Амелия необдуманно выпалила:

— На три часа.

Было еще без десяти три. Дезире, видимо для приличия, протянул руку к стакану. Жена остановила его:

— Может быть, ты не будешь пить? Ты же знаешь, тебе потом всегда нехорошо.

— Ну что ж, дети мои. Давайте подождем Франсуазу. Давненько я ее здесь не видела. Но она, во всяком случае, подсылает сюда дочку, когда меня нет, чтобы стащить ветчины или яиц. Не далее как в субботу…

— Но Фелиция имеет полное право приходить к своему деду.

— Она могла бы спросить у меня разрешения взять ветчину.

— Но ведь это такая же папина ветчина, как и твоя. Всё, что здесь есть, принадлежит ему и, следовательно, всей семье. Это первое, что я хотела тебе сказать.

— Почему? Тебе тоже здесь что-нибудь нужно?

— Подожди, сейчас придет Франсуаза, — остановил ее муж, которому на стуле было явно не по себе.

Наконец все увидели подошедшую Франсуазу. Она на секунду замешкалась, прежде чем постучать в дверь. Она тоже явилась в выходном платье. У нее были большие испуганные глаза, и она не знала, куда девать руки.

— Здравствуй, Амелия. Здравствуй, Дезире. Здравствуй, Эктор. Я не опоздала? Я боялась прийти раньше вас, потому что после всего, что здесь происходит…

Она тяжело вздохнула.

— Садись, Франсуаза, — сказала Амелия. — Как твой муж?

— Уже более месяца приступов не было.

— А что с кирпичным заводом?

— Да уж хуже некуда. На днях его выставят на продажу, и как знать, не выгонят ли нас его новые хозяева. Тогда мы окажемся на улице. Странно подумать, что можно потерять свой дом и…

Долгим взглядом она обвела стены комнаты и вновь тяжело вздохнула.

— Мы уже рассказали Тати, что ты нам написала.

Бедняга Франсуаза испугалась. По всей видимости, ей явно не хотелось быть непосредственно причастной к происходящему.

— Ты не видела отца?

— Да он даже не смеет близко подходить к нашему дому. Чувствуется, что старик запуган.

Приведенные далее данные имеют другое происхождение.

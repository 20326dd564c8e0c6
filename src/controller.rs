// src/controller.rs
//
// Idle/Shown state machine for the popup. Knows nothing about DOM events;
// the component translates events into these calls.

use crate::glossary_data::{LessonContext, TermEntry};
use crate::popup::{self, Point, PopupContent, Rect, Size, Viewport};
use crate::selection;
use crate::term_store::TermStore;

/// Delay before reading the selection, so the browser can settle the range.
pub const SETTLE_DELAY_MS: u32 = 10;

/// What the page reported after a pointer or key release.
#[derive(Debug, Clone, PartialEq)]
pub struct SelectionSnapshot {
    pub text: String,
    pub rect: Option<Rect>,
    pub viewport: Viewport,
}

#[derive(Debug, Clone, PartialEq)]
pub struct ShownPopup {
    pub entry: TermEntry,
    pub content: PopupContent,
    pub anchor: Rect,
    pub origin: Point,
    /// False until the rendered popup has been measured and placed.
    pub measured: bool,
}

#[derive(Debug, Clone, PartialEq, Default)]
pub enum PopupState {
    #[default]
    Idle,
    Shown(ShownPopup),
}

#[derive(Debug, Default)]
pub struct Controller {
    context: Option<LessonContext>,
    store: TermStore,
    state: PopupState,
}

/// Shift and arrow releases end keyboard-driven selections.
pub fn is_selection_key(key: &str) -> bool {
    key == "Shift" || key.starts_with("Arrow")
}

impl Controller {
    pub fn new(context: Option<LessonContext>) -> Self {
        Self {
            context,
            store: TermStore::default(),
            state: PopupState::Idle,
        }
    }

    pub fn install_store(&mut self, store: TermStore) {
        self.store = store;
    }

    pub fn state(&self) -> &PopupState {
        &self.state
    }

    pub fn is_shown(&self) -> bool {
        matches!(self.state, PopupState::Shown(_))
    }

    /// Content of the three text regions; empty while idle.
    pub fn content(&self) -> PopupContent {
        match &self.state {
            PopupState::Shown(shown) => shown.content.clone(),
            PopupState::Idle => PopupContent::default(),
        }
    }

    /// Returns true when the popup changed. Failed guards leave the current
    /// state untouched.
    pub fn evaluate_selection(&mut self, snapshot: &SelectionSnapshot) -> bool {
        let Some(context) = self.context.as_ref() else {
            return false;
        };
        if !self.store.is_ready() {
            return false;
        }

        let text = selection::trim(&snapshot.text);
        if !selection::is_eligible(text) {
            log::debug!("Selection not eligible: {:?}", text);
            return false;
        }
        let Some(entry) = self.store.lookup(text) else {
            log::debug!("No glossary entry for {:?}", text);
            return false;
        };
        let Some(anchor) = snapshot.rect.filter(|r| !r.is_degenerate()) else {
            return false;
        };

        log::debug!("Popup shown for {:?}", entry.display_term);
        self.state = PopupState::Shown(ShownPopup {
            content: PopupContent::render(entry, context),
            entry: entry.clone(),
            anchor,
            origin: popup::default_origin(&anchor, &snapshot.viewport),
            measured: false,
        });
        true
    }

    /// Second placement pass, run once the popup is visible and measurable.
    pub fn commit_placement(&mut self, size: Size, viewport: &Viewport) -> Option<Point> {
        let PopupState::Shown(shown) = &mut self.state else {
            return None;
        };
        shown.origin = popup::position(&shown.anchor, size, viewport);
        shown.measured = true;
        Some(shown.origin)
    }

    pub fn close(&mut self) -> bool {
        self.hide()
    }

    pub fn pointer_pressed(&mut self, inside_popup: bool) -> bool {
        if inside_popup {
            return false;
        }
        self.hide()
    }

    pub fn key_pressed(&mut self, key: &str) -> bool {
        if key == "Escape" {
            return self.hide();
        }
        false
    }

    fn hide(&mut self) -> bool {
        if !self.is_shown() {
            return false;
        }
        log::debug!("Popup hidden");
        self.state = PopupState::Idle;
        true
    }
}

#[cfg(test)]
mod tests {
    use super::*;
    use crate::glossary_parser::parse_lesson_terms;

    const DOC: &str = r#"{"courses":{"Biology":{"modules":{"Plants":{"lessons":{"L1":{"terms":{
        "Photosynthesis": "Conversion of light into chemical energy"
    }}}}}}}}"#;

    fn context() -> LessonContext {
        LessonContext::from_parts(Some("Biology"), Some("Plants"), Some("L1")).unwrap()
    }

    fn ready_controller() -> Controller {
        let ctx = context();
        let mut controller = Controller::new(Some(ctx.clone()));
        controller.install_store(TermStore::from_entries(
            parse_lesson_terms(DOC, &ctx).unwrap(),
        ));
        controller
    }

    fn snapshot(text: &str) -> SelectionSnapshot {
        SelectionSnapshot {
            text: text.to_string(),
            rect: Some(Rect::new(100.0, 200.0, 90.0, 18.0)),
            viewport: Viewport {
                scroll_x: 0.0,
                scroll_y: 0.0,
                width: 1000.0,
                height: 800.0,
            },
        }
    }

    #[test]
    fn test_matching_selection_shows_popup() {
        let mut controller = ready_controller();
        assert!(controller.evaluate_selection(&snapshot("  photosynthesis ")));

        let PopupState::Shown(shown) = controller.state() else {
            panic!("expected popup to be shown");
        };
        assert_eq!(shown.entry.display_term, "Photosynthesis");
        assert_eq!(shown.content.meta, "Biology • Plants • L1");
        assert_eq!(shown.origin, Point { left: 100.0, top: 228.0 });
        assert!(!shown.measured);
    }

    #[test]
    fn test_failed_guards_keep_idle() {
        let mut controller = ready_controller();
        assert!(!controller.evaluate_selection(&snapshot("chlorophyll")));
        assert!(!controller.evaluate_selection(&snapshot("photosynthesis 2")));

        let mut collapsed = snapshot("Photosynthesis");
        collapsed.rect = Some(Rect::new(100.0, 200.0, 0.0, 0.0));
        assert!(!controller.evaluate_selection(&collapsed));
        collapsed.rect = None;
        assert!(!controller.evaluate_selection(&collapsed));

        assert_eq!(controller.state(), &PopupState::Idle);
    }

    #[test]
    fn test_failed_guard_leaves_shown_popup() {
        let mut controller = ready_controller();
        controller.evaluate_selection(&snapshot("Photosynthesis"));
        assert!(!controller.evaluate_selection(&snapshot("unknown")));
        assert!(controller.is_shown());
    }

    #[test]
    fn test_unready_store_never_shows() {
        let mut controller = Controller::new(Some(context()));
        assert!(!controller.evaluate_selection(&snapshot("Photosynthesis")));

        // Incomplete context: same outcome even with entries available.
        let mut controller = Controller::new(LessonContext::from_parts(
            Some("Biology"),
            Some("Plants"),
            None,
        ));
        controller.install_store(TermStore::from_entries(vec![TermEntry::new(
            "Photosynthesis",
            String::new(),
        )]));
        assert!(!controller.evaluate_selection(&snapshot("Photosynthesis")));
        assert!(!controller.is_shown());
    }

    #[test]
    fn test_not_found_glossary_never_shows() {
        let ctx = context();
        let mut controller = Controller::new(Some(ctx.clone()));
        controller.install_store(TermStore::from_response(404, false, "", Some(&ctx)));
        assert!(!controller.evaluate_selection(&snapshot("Photosynthesis")));
        assert!(!controller.evaluate_selection(&snapshot("photosynthesis")));
        assert_eq!(controller.state(), &PopupState::Idle);
    }

    #[test]
    fn test_escape_hides_and_clears_content() {
        let mut controller = ready_controller();
        controller.evaluate_selection(&snapshot("Photosynthesis"));
        assert_eq!(controller.content().term, "Photosynthesis");

        assert!(!controller.key_pressed("Enter"));
        assert!(controller.key_pressed("Escape"));
        assert_eq!(controller.state(), &PopupState::Idle);
        assert_eq!(controller.content(), PopupContent::default());

        // Already idle: nothing to do.
        assert!(!controller.key_pressed("Escape"));
    }

    #[test]
    fn test_pointer_press_outside_dismisses() {
        let mut controller = ready_controller();
        controller.evaluate_selection(&snapshot("Photosynthesis"));
        assert!(!controller.pointer_pressed(true));
        assert!(controller.is_shown());
        assert!(controller.pointer_pressed(false));
        assert!(!controller.is_shown());
    }

    #[test]
    fn test_close_control() {
        let mut controller = ready_controller();
        controller.evaluate_selection(&snapshot("Photosynthesis"));
        assert!(controller.close());
        assert!(!controller.close());
    }

    #[test]
    fn test_commit_placement_flips_near_bottom() {
        let mut controller = ready_controller();
        let mut low = snapshot("Photosynthesis");
        low.rect = Some(Rect::new(100.0, 760.0, 90.0, 18.0));
        controller.evaluate_selection(&low);

        let size = Size {
            width: 320.0,
            height: 140.0,
        };
        let point = controller.commit_placement(size, &low.viewport).unwrap();
        assert_eq!(point, Point { left: 100.0, top: 610.0 });

        let PopupState::Shown(shown) = controller.state() else {
            panic!("expected popup to be shown");
        };
        assert!(shown.measured);
    }

    #[test]
    fn test_commit_placement_when_idle() {
        let mut controller = ready_controller();
        let size = Size {
            width: 1.0,
            height: 1.0,
        };
        assert!(controller.commit_placement(size, &Viewport::default()).is_none());
    }

    #[test]
    fn test_selection_keys() {
        assert!(is_selection_key("Shift"));
        assert!(is_selection_key("ArrowLeft"));
        assert!(is_selection_key("ArrowDown"));
        assert!(!is_selection_key("a"));
        assert!(!is_selection_key("Escape"));
    }
}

Амелия, многозначительно поглядев в сторону Жана, протянула:

— Понятное дело!

Проглотив слюну, героически вмешался Дезире:

— Конечно, коли приходится жить под одной крышей с людьми, только что вышедшими из тюрьмы.

Тати прервала его с явным удовольствием:

— Тем более что ему самому там самое место! Вы помните бедняжку Жюльетту? Девчонку четырнадцати лет, оставшуюся без отца и матери. Ей бы еще в куклы играть! Она боялась рассказывать…

— В конце концов, не тебе судить о поступках нашего отца. Ты же прекрасно знаешь, что после несчастного случая он так изменился.

— Можно подумать, что до падения с воза он был лучше!

— Замолчи, Тати! Я запрещаю посторонней…

— Что ты мне запрещаешь? Говорить правду? Говорить, что ваш отец старый развратник и что не далее как на прошлой неделе он расстегнул штаны перед девчонкой, возвращавшейся из школы? Кстати, Франсуаза ее знает! Она может у нее спросить, правда ли это. Это дочка Котеля из Мулен-Неф.

— Тем не менее, — провизжала Амелия, — этот дом принадлежит ему! Хотя ты здесь у него живешь и приводишь в дом людей, которые вообще не имеют права кому-либо смотреть честно в глаза. Поищи отца, Франсуаза. А ты, Эктор, посиди на пороге, только не ходи к каналу, а то получишь у меня. Ты понял? Иди поиграй.